**Work to be completed**
Could you say how many lines below contain the word "derive"? Give the number with no other text.

**Input for this task**
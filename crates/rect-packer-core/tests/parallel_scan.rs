#![cfg(feature = "parallel")]

use rand::{Rng, SeedableRng};
use rect_packer_core::prelude::*;

#[test]
fn parallel_scan_matches_sequential() {
    let mut rng = rand::rngs::StdRng::seed_from_u64(77);
    let sizes: Vec<Size> = (0..320)
        .map(|_| Size::new(1 << rng.gen_range(0..6), 1 << rng.gen_range(0..6)))
        .collect();
    let seq = pack_with_config(&sizes, PackerConfig::builder().parallel(false).build())
        .expect("pack");
    let par = pack_with_config(&sizes, PackerConfig::builder().parallel(true).build())
        .expect("pack");
    assert_eq!(seq, par);
}
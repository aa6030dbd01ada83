use super::bounds::CanvasBounds;
use crate::model::{Rect, Size};
use tracing::trace;

#[cfg(feature = "parallel")]
use rayon::prelude::*;

/// Below this many placed rectangles the parallel scan costs more than it saves.
#[cfg(feature = "parallel")]
const PARALLEL_SCAN_MIN: usize = 256;

/// Search state carried from one placement to the next.
///
/// `baseline_y` is where the next candidate scan starts; `key` is the `w + h` of the
/// active shelf. A rectangle with a different key opens a new shelf at y = 0, so the
/// baseline is only a starting hint: the overlap scan decides the final position.
#[derive(Debug, Clone, Copy, Default, PartialEq, Eq)]
pub struct ShelfState {
    pub baseline_y: u32,
    pub key: Option<u64>,
}

impl ShelfState {
    /// State to use for a rectangle with priority `key`.
    pub fn enter(self, key: u64) -> Self {
        if self.key == Some(key) {
            self
        } else {
            Self {
                baseline_y: 0,
                key: Some(key),
            }
        }
    }
}

/// Returns the first rectangle in `placed` (placement order) overlapping `candidate`.
pub fn first_overlap(placed: &[Rect], candidate: &Rect, parallel: bool) -> Option<Rect> {
    #[cfg(feature = "parallel")]
    {
        if parallel && placed.len() >= PARALLEL_SCAN_MIN {
            return placed
                .par_iter()
                .find_first(|r| r.overlaps(candidate))
                .copied();
        }
    }
    let _ = parallel;
    placed.iter().find(|r| r.overlaps(candidate)).copied()
}

/// Finds a free position for `size` given the rectangles already placed.
///
/// Starting at `(0, baseline_y)`, each obstruction moves the candidate to the
/// obstruction's right edge; when the rectangle would cross `canvas_width` the scan
/// wraps to `x = 0` one row lower. Every wrap increases `y`, and rows below all placed
/// rectangles are free, so the search terminates.
pub fn place_rect(
    placed: &[Rect],
    canvas_width: u32,
    state: ShelfState,
    size: Size,
    parallel: bool,
) -> (Rect, ShelfState) {
    let mut state = state.enter(size.semi_perimeter());
    let mut candidate = Rect::new(0, state.baseline_y, size.w, size.h);
    while let Some(other) = first_overlap(placed, &candidate, parallel) {
        candidate.x = other.x_end();
        if candidate.x_end() > canvas_width {
            candidate.x = 0;
            candidate.y += 1;
        }
    }
    state.baseline_y = candidate.y;
    (candidate, state)
}

/// Places rectangles one at a time and accumulates the canvas size.
#[derive(Debug, Clone)]
pub struct ShelfPlacer {
    canvas: CanvasBounds,
    placed: Vec<Rect>,
    state: ShelfState,
    parallel: bool,
}

impl ShelfPlacer {
    pub fn new(bounds: CanvasBounds, parallel: bool) -> Self {
        Self {
            canvas: bounds,
            placed: Vec::new(),
            state: ShelfState::default(),
            parallel,
        }
    }

    pub fn with_capacity(bounds: CanvasBounds, parallel: bool, capacity: usize) -> Self {
        Self {
            placed: Vec::with_capacity(capacity),
            ..Self::new(bounds, parallel)
        }
    }

    /// Places the next rectangle. Callers feed rectangles in priority order.
    pub fn place(&mut self, size: Size) -> Rect {
        let previous_key = self.state.key;
        let (rect, state) = place_rect(
            &self.placed,
            self.canvas.width,
            self.state,
            size,
            self.parallel,
        );
        if previous_key != state.key {
            trace!(key = ?state.key, "new shelf");
        }
        self.state = state;
        self.canvas.height = self.canvas.height.max(rect.y_end());
        self.placed.push(rect);
        trace!(x = rect.x, y = rect.y, w = rect.w, h = rect.h, "placed");
        rect
    }

    /// Current canvas; the height covers every placed rectangle.
    pub fn canvas(&self) -> CanvasBounds {
        self.canvas
    }

    pub fn state(&self) -> ShelfState {
        self.state
    }

    /// Rectangles in placement order.
    pub fn placed(&self) -> &[Rect] {
        &self.placed
    }
}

**Your solution**
2